SUPPLIED MATERIAL:
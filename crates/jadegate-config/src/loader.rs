//! Layered config loading: embedded defaults → user file → environment.
//! An explicit CLI flag, the fourth tier the spec names, is applied by
//! the caller (the `jadegate` binary) on top of what [`load`] returns —
//! this crate has no notion of a binary's argument parser.

use std::path::{Path, PathBuf};

use crate::env::apply_env;
use crate::error::ConfigResult;
use crate::types::{default_config_path, Config, ConfigFile};

/// Load configuration: start from [`Config::default`], merge a user
/// config file if one is found, then apply any set `JADEGATE_*`
/// environment variables.
///
/// `explicit_path` overrides the default search location
/// (`${HOME}/.jadegate/config.toml`). If neither an explicit path nor
/// the default location has a file, the embedded defaults (as
/// overridden by the environment) are returned unchanged — a missing
/// config file is not an error.
///
/// # Errors
///
/// Returns a [`crate::ConfigError`] if a config file that *does* exist
/// is not valid TOML, or if a set environment variable can't be parsed.
pub fn load(explicit_path: Option<&Path>) -> ConfigResult<Config> {
    let path = explicit_path
        .map(Path::to_path_buf)
        .or_else(default_config_path);

    let config = Config::default();
    let config = match path.as_deref().and_then(try_load_file).transpose()? {
        Some(file) => {
            tracing::debug!(path = %path.unwrap().display(), "loaded user config file");
            config.merge_file(file)
        }
        None => config,
    };

    apply_env(config)
}

/// Read and parse a config file at `path`, returning `None` if it
/// doesn't exist.
fn try_load_file(path: &Path) -> Option<ConfigResult<ConfigFile>> {
    if !path.exists() {
        return None;
    }
    Some(read_file(path))
}

fn read_file(path: &Path) -> ConfigResult<ConfigFile> {
    let text = std::fs::read_to_string(path).map_err(|source| crate::ConfigError::Io {
        path: path.to_path_buf(),
        source,
    })?;
    toml::from_str(&text).map_err(|source| crate::ConfigError::Parse {
        path: path.to_path_buf(),
        source,
    })
}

WHAT TO PRODUCE:
Whenever a line includes the word "defaults", pull it out of the entries.

TASK SOLUTION:
//! Layered config loading: embedded defaults → user file → environment.
/// the default location has a file, the embedded defaults (as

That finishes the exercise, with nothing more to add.